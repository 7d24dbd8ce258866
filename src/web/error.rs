//! API error handling for the Tempbox web API.

use axum::{
    http::StatusCode,
    response::{IntoResponse, Response},
    Json,
};
use serde::Serialize;
use utoipa::ToSchema;

use crate::TempboxError;

/// API error codes.
#[derive(Debug, Clone, Copy, PartialEq, Eq)]
pub enum ErrorCode {
    /// Bad request (400).
    BadRequest,
    /// Not found (404).
    NotFound,
    /// Conflict (409).
    Conflict,
    /// Internal server error (500).
    InternalError,
}

impl ErrorCode {
    /// Get the HTTP status code for this error.
    pub fn status_code(&self) -> StatusCode {
        match self {
            ErrorCode::BadRequest => StatusCode::BAD_REQUEST,
            ErrorCode::NotFound => StatusCode::NOT_FOUND,
            ErrorCode::Conflict => StatusCode::CONFLICT,
            ErrorCode::InternalError => StatusCode::INTERNAL_SERVER_ERROR,
        }
    }
}

/// API error response body.
#[derive(Debug, Serialize, ToSchema)]
pub struct ErrorBody {
    /// Human-readable message.
    pub message: String,
}

/// API error type.
#[derive(Debug)]
pub struct ApiError {
    code: ErrorCode,
    message: String,
}

impl ApiError {
    /// Create a new API error.
    pub fn new(code: ErrorCode, message: impl Into<String>) -> Self {
        Self {
            code,
            message: message.into(),
        }
    }

    /// Create a bad request error.
    pub fn bad_request(message: impl Into<String>) -> Self {
        Self::new(ErrorCode::BadRequest, message)
    }

    /// Create a not found error.
    pub fn not_found(message: impl Into<String>) -> Self {
        Self::new(ErrorCode::NotFound, message)
    }

    /// Create a conflict error.
    pub fn conflict(message: impl Into<String>) -> Self {
        Self::new(ErrorCode::Conflict, message)
    }

    /// Create an internal server error.
    pub fn internal(message: impl Into<String>) -> Self {
        Self::new(ErrorCode::InternalError, message)
    }
}

impl IntoResponse for ApiError {
    fn into_response(self) -> Response {
        let status = self.code.status_code();
        let body = ErrorBody {
            message: self.message,
        };
        (status, Json(body)).into_response()
    }
}

impl std::fmt::Display for ApiError {
    fn fmt(&self, f: &mut std::fmt::Formatter<'_>) -> std::fmt::Result {
        write!(f, "{:?}: {}", self.code, self.message)
    }
}

impl std::error::Error for ApiError {}

impl From<TempboxError> for ApiError {
    fn from(err: TempboxError) -> Self {
        match &err {
            TempboxError::Validation(msg) => ApiError::bad_request(msg.clone()),
            TempboxError::AntiAbuse(msg) => ApiError::bad_request(msg.clone()),
            TempboxError::NotFound(msg) => ApiError::not_found(format!("{msg} not found")),
            TempboxError::Conflict(msg) => ApiError::conflict(msg.clone()),
            _ => {
                tracing::error!("Internal error: {}", err);
                ApiError::internal("An internal error occurred")
            }
        }
    }
}
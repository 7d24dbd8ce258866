//! Verification and login handlers.

use axum::{extract::State, http::HeaderMap, Json};
use std::sync::Arc;

use super::{challenge_token, AppState};
use crate::credential;
use crate::web::dto::{LoginRequest, LoginResponse, VerifyRequest, VerifyResponse};
use crate::web::error::ApiError;

/// Verify a Turnstile challenge token.
#[utoipa::path(
    post,
    path = "/api/verify",
    tag = "Auth",
    request_body = VerifyRequest,
    responses(
        (status = 200, description = "Token accepted", body = VerifyResponse),
        (status = 400, description = "Token missing or rejected")
    )
)]
pub async fn verify(
    State(state): State<Arc<AppState>>,
    headers: HeaderMap,
    Json(req): Json<VerifyRequest>,
) -> Result<Json<VerifyResponse>, ApiError> {
    let token = challenge_token(req.token.as_deref(), &headers);
    state.verifier.verify(token).await?;
    Ok(Json(VerifyResponse { success: true }))
}

/// Recover a mailbox address from its password.
///
/// Gated by the challenge check. An invalid password is indistinguishable
/// from a nonexistent mailbox, both answer 404.
#[utoipa::path(
    post,
    path = "/api/login",
    tag = "Auth",
    request_body = LoginRequest,
    responses(
        (status = 200, description = "Address recovered", body = LoginResponse),
        (status = 400, description = "Challenge failed or password missing"),
        (status = 404, description = "Invalid password")
    )
)]
pub async fn login(
    State(state): State<Arc<AppState>>,
    headers: HeaderMap,
    Json(req): Json<LoginRequest>,
) -> Result<Json<LoginResponse>, ApiError> {
    let token = challenge_token(req.token.as_deref(), &headers);
    state.verifier.verify(token).await?;

    let password = req
        .password
        .as_deref()
        .filter(|p| !p.is_empty())
        .ok_or_else(|| ApiError::bad_request("password is required"))?;

    let address = credential::decode(password, &state.credential_secret)
        .map_err(|_| ApiError::not_found("invalid password"))?;

    Ok(Json(LoginResponse { address }))
}
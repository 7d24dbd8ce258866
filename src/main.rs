use tracing::info;

use tempbox::ingest::smtp::SmtpServer;
use tempbox::turnstile::TurnstileVerifier;
use tempbox::web::{AppState, WebServer};
use tempbox::{Config, Database};

#[tokio::main]
async fn main() {
    // Load configuration
    let config = match Config::load("config.toml") {
        Ok(config) => config,
        Err(e) => {
            eprintln!("Failed to load config.toml: {e}");
            eprintln!("Using default configuration.");
            Config::default()
        }
    };

    // Initialize logging
    if let Err(e) = tempbox::logging::init(&config.logging) {
        eprintln!("Failed to initialize logging: {e}");
        // Fall back to console-only logging
        tempbox::logging::init_console_only(&config.logging.level);
    }

    info!("Tempbox - disposable email service");
    info!(domain = %config.mail.domain, "Serving mailboxes");

    if let Err(e) = run(config).await {
        tracing::error!("Fatal: {}", e);
        std::process::exit(1);
    }
}

async fn run(config: Config) -> tempbox::Result<()> {
    let db = Database::open(&config.database.path).await?;

    // Inbound SMTP
    let smtp = SmtpServer::new(
        config.smtp.clone(),
        config.mail.domain.clone(),
        db.clone(),
    );
    tokio::spawn(async move {
        if let Err(e) = smtp.run().await {
            tracing::error!("SMTP server error: {}", e);
        }
    });

    // Web API plus retention sweeper
    let verifier = TurnstileVerifier::new(config.turnstile.clone())?;
    let state = AppState {
        db,
        verifier,
        email_domain: config.mail.domain.clone(),
        credential_secret: config.mail.secret.clone(),
        retention_hours: config.retention.window_hours,
    };
    let server = WebServer::new(&config.web, &config.retention, state);
    server.run().await?;

    Ok(())
}
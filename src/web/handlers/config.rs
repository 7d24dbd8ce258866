//! Configuration handlers.

use axum::{extract::State, Json};
use std::sync::Arc;

use super::AppState;
use crate::web::dto::ConfigResponse;

/// Get public service configuration.
///
/// Returns what the frontend needs to render: the email domain, the
/// Turnstile site key and the retention window. No authentication.
#[utoipa::path(
    get,
    path = "/config",
    tag = "Config",
    responses(
        (status = 200, description = "Service configuration", body = ConfigResponse)
    )
)]
pub async fn get_config(State(state): State<Arc<AppState>>) -> Json<ConfigResponse> {
    Json(ConfigResponse {
        email_domain: state.email_domain.clone(),
        turnstile_key: state.verifier.site_key().to_string(),
        retention_hours: state.retention_hours,
    })
}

•••••

- **WORK REQUEST**
A count is needed of the lines in this data that contain "Result"; give the number and no other text.

- **ANSWER FOR THIS EXERCISE**
4